#### [DATA FOR ANALYSIS]

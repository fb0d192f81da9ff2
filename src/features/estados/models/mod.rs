mod estado;

pub use estado::Estado;
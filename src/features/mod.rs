pub mod cidades;
pub mod estados;
pub mod pessoas;
use std::sync::Arc;

use axum::{
    routing::{get, post},
    Router,
};

use crate::features::pessoas::handlers;
use crate::features::pessoas::repositories::PessoaRepository;

/// Create routes for the pessoas feature
pub fn routes(repository: Arc<PessoaRepository>) -> Router {
    Router::new()
        .route(
            "/api/pessoas",
            post(handlers::create_pessoa)
                .put(handlers::update_pessoa)
                .get(handlers::get_all_pessoas),
        )
        .route(
            "/api/pessoas/{id}",
            get(handlers::get_pessoa).delete(handlers::delete_pessoa),
        )
        .with_state(repository)
}

#[cfg(test)]
mod tests {
    use axum::http::StatusCode;
    use axum_test::TestServer;
    use serde_json::{json, Value};
    use sqlx::PgPool;

    use super::*;
    use crate::features::pessoas::models::Pessoa;
    use crate::shared::pagination::PageRequest;

    async fn test_pool() -> PgPool {
        let url = std::env::var("DATABASE_URL")
            .expect("DATABASE_URL must be set for endpoint tests");
        let pool = PgPool::connect(&url).await.expect("connect to database");
        sqlx::migrate!("./migrations")
            .run(&pool)
            .await
            .expect("run migrations");
        pool
    }

    async fn test_server(pool: &PgPool) -> (TestServer, Arc<PessoaRepository>) {
        let repository = Arc::new(PessoaRepository::new(pool.clone()));
        let server = TestServer::new(routes(Arc::clone(&repository))).expect("test server");
        (server, repository)
    }

    #[tokio::test]
    #[ignore = "requires a PostgreSQL database (set DATABASE_URL)"]
    async fn create_pessoa_then_list_newest_first() {
        let pool = test_pool().await;
        let (server, repository) = test_server(&pool).await;
        let before = repository
            .find_all(&PageRequest::default())
            .await
            .unwrap()
            .total_count;

        let created = server
            .post("/api/pessoas")
            .json(&json!({"nome": "AAAAA", "documento": "AAAAA", "idade": 1}))
            .await;
        assert_eq!(created.status_code(), StatusCode::CREATED);
        let body: Pessoa = created.json();
        assert!(body.id.is_some());
        assert_eq!(body.nome.as_deref(), Some("AAAAA"));
        assert_eq!(body.documento.as_deref(), Some("AAAAA"));
        assert_eq!(body.idade, Some(1));

        let after = repository
            .find_all(&PageRequest::default())
            .await
            .unwrap()
            .total_count;
        assert_eq!(after, before + 1);

        // The new pessoa leads a descending-by-id listing
        let listed = server.get("/api/pessoas?sort=id,desc").await;
        assert_eq!(listed.status_code(), StatusCode::OK);
        let items: Vec<Value> = listed.json();
        assert_eq!(items[0]["id"], json!(body.id));
        assert_eq!(items[0]["idade"], 1);
    }

    #[tokio::test]
    #[ignore = "requires a PostgreSQL database (set DATABASE_URL)"]
    async fn update_pessoa_keeps_the_store_size() {
        let pool = test_pool().await;
        let (server, repository) = test_server(&pool).await;

        let created: Pessoa = server
            .post("/api/pessoas")
            .json(&json!({"nome": "AAAAA", "documento": "AAAAA", "idade": 1}))
            .await
            .json();
        let before = repository
            .find_all(&PageRequest::default())
            .await
            .unwrap()
            .total_count;

        let updated = server
            .put("/api/pessoas")
            .json(&json!({
                "id": created.id,
                "nome": "BBBBB",
                "documento": "BBBBB",
                "idade": 2
            }))
            .await;
        assert_eq!(updated.status_code(), StatusCode::OK);

        let stored = repository
            .find_by_id(created.id.unwrap())
            .await
            .unwrap()
            .unwrap();
        assert_eq!(stored.nome.as_deref(), Some("BBBBB"));
        assert_eq!(stored.idade, Some(2));

        let after = repository
            .find_all(&PageRequest::default())
            .await
            .unwrap()
            .total_count;
        assert_eq!(after, before);
    }

    #[tokio::test]
    #[ignore = "requires a PostgreSQL database (set DATABASE_URL)"]
    async fn get_nonexistent_pessoa_is_a_404() {
        let pool = test_pool().await;
        let (server, _) = test_server(&pool).await;

        let response = server.get(&format!("/api/pessoas/{}", i64::MAX)).await;
        assert_eq!(response.status_code(), StatusCode::NOT_FOUND);
        assert!(response.as_bytes().is_empty());
    }
}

#### [REQUIRED ACTION]
Each entry above needs to be retyped exactly.

#### [RESPONSE BOX]
repository fb0d192f81da9ff2
filename src/features/estados/models/mod.rs
mod estado;

pub use estado::Estado;
filename src/features/mod.rs
pub mod cidades;
pub mod estados;
pub mod pessoas;
use std::sync::Arc;

use axum::{
    routing::{get, post},
    Router,
};

use crate::features::pessoas::handlers;
use crate::features::pessoas::repositories::PessoaRepository;

/// Create routes for the pessoas feature
pub fn routes(repository: Arc<PessoaRepository>) -> Router {
    Router::new()
        .route(
            "/api/pessoas",
            post(handlers::create_pessoa)
                .put(handlers::update_pessoa)
                .get(handlers::get_all_pessoas),
        )
        .route(
            "/api/pessoas/{id}",
            get(handlers::get_pessoa).delete(handlers::delete_pessoa),
        )
        .with_state(repository)
}

#[cfg(test)]
mod tests {
    use axum::http::StatusCode;
    use axum_test::TestServer;
    use serde_json::{json, Value};
    use sqlx::PgPool;

    use super::*;
    use crate::features::pessoas::models::Pessoa;
    use crate::shared::pagination::PageRequest;

    async fn test_pool() -> PgPool {
        let url = std::env::var("DATABASE_URL")
            .expect("DATABASE_URL must be set for endpoint tests");
        let pool = PgPool::connect(&url).await.expect("connect to database");
        sqlx::migrate!("./migrations")
            .run(&pool)
            .await
            .expect("run migrations");
        pool
    }

    async fn test_server(pool: &PgPool) -> (TestServer, Arc<PessoaRepository>) {
        let repository = Arc::new(PessoaRepository::new(pool.clone()));
        let server = TestServer::new(routes(Arc::clone(&repository))).expect("test server");
        (server, repository)
    }

    #[tokio::test]
    #[ignore = "requires a PostgreSQL database (set DATABASE_URL)"]
    async fn create_pessoa_then_list_newest_first() {
        let pool = test_pool().await;
        let (server, repository) = test_server(&pool).await;
        let before = repository
            .find_all(&PageRequest::default())
            .await
            .unwrap()
            .total_count;

        let created = server
            .post("/api/pessoas")
            .json(&json!({"nome": "AAAAA", "documento": "AAAAA", "idade": 1}))
            .await;
        assert_eq!(created.status_code(), StatusCode::CREATED);
        let body: Pessoa = created.json();
        assert!(body.id.is_some());
        assert_eq!(body.nome.as_deref(), Some("AAAAA"));
        assert_eq!(body.documento.as_deref(), Some("AAAAA"));
        assert_eq!(body.idade, Some(1));

        let after = repository
            .find_all(&PageRequest::default())
            .await
            .unwrap()
            .total_count;
        assert_eq!(after, before + 1);

        // The new pessoa leads a descending-by-id listing
        let listed = server.get("/api/pessoas?sort=id,desc").await;
        assert_eq!(listed.status_code(), StatusCode::OK);
        let items: Vec<Value> = listed.json();
        assert_eq!(items[0]["id"], json!(body.id));
        assert_eq!(items[0]["idade"], 1);
    }

    #[tokio::test]
    #[ignore = "requires a PostgreSQL database (set DATABASE_URL)"]
    async fn update_pessoa_keeps_the_store_size() {
        let pool = test_pool().await;
        let (server, repository) = test_server(&pool).await;

        let created: Pessoa = server
            .post("/api/pessoas")
            .json(&json!({"nome": "AAAAA", "documento": "AAAAA", "idade": 1}))
            .await
            .json();
        let before = repository
            .find_all(&PageRequest::default())
            .await
            .unwrap()
            .total_count;

        let updated = server
            .put("/api/pessoas")
            .json(&json!({
                "id": created.id,
                "nome": "BBBBB",
                "documento": "BBBBB",
                "idade": 2
            }))
            .await;
        assert_eq!(updated.status_code(), StatusCode::OK);

        let stored = repository
            .find_by_id(created.id.unwrap())
            .await
            .unwrap()
            .unwrap();
        assert_eq!(stored.nome.as_deref(), Some("BBBBB"));
        assert_eq!(stored.idade, Some(2));

        let after = repository
            .find_all(&PageRequest::default())
            .await
            .unwrap()
            .total_count;
        assert_eq!(after, before);
    }

    #[tokio::test]
    #[ignore = "requires a PostgreSQL database (set DATABASE_URL)"]
    async fn get_nonexistent_pessoa_is_a_404() {
        let pool = test_pool().await;
        let (server, _) = test_server(&pool).await;

        let response = server.get(&format!("/api/pessoas/{}", i64::MAX)).await;
        assert_eq!(response.status_code(), StatusCode::NOT_FOUND);
        assert!(response.as_bytes().is_empty());
    }
}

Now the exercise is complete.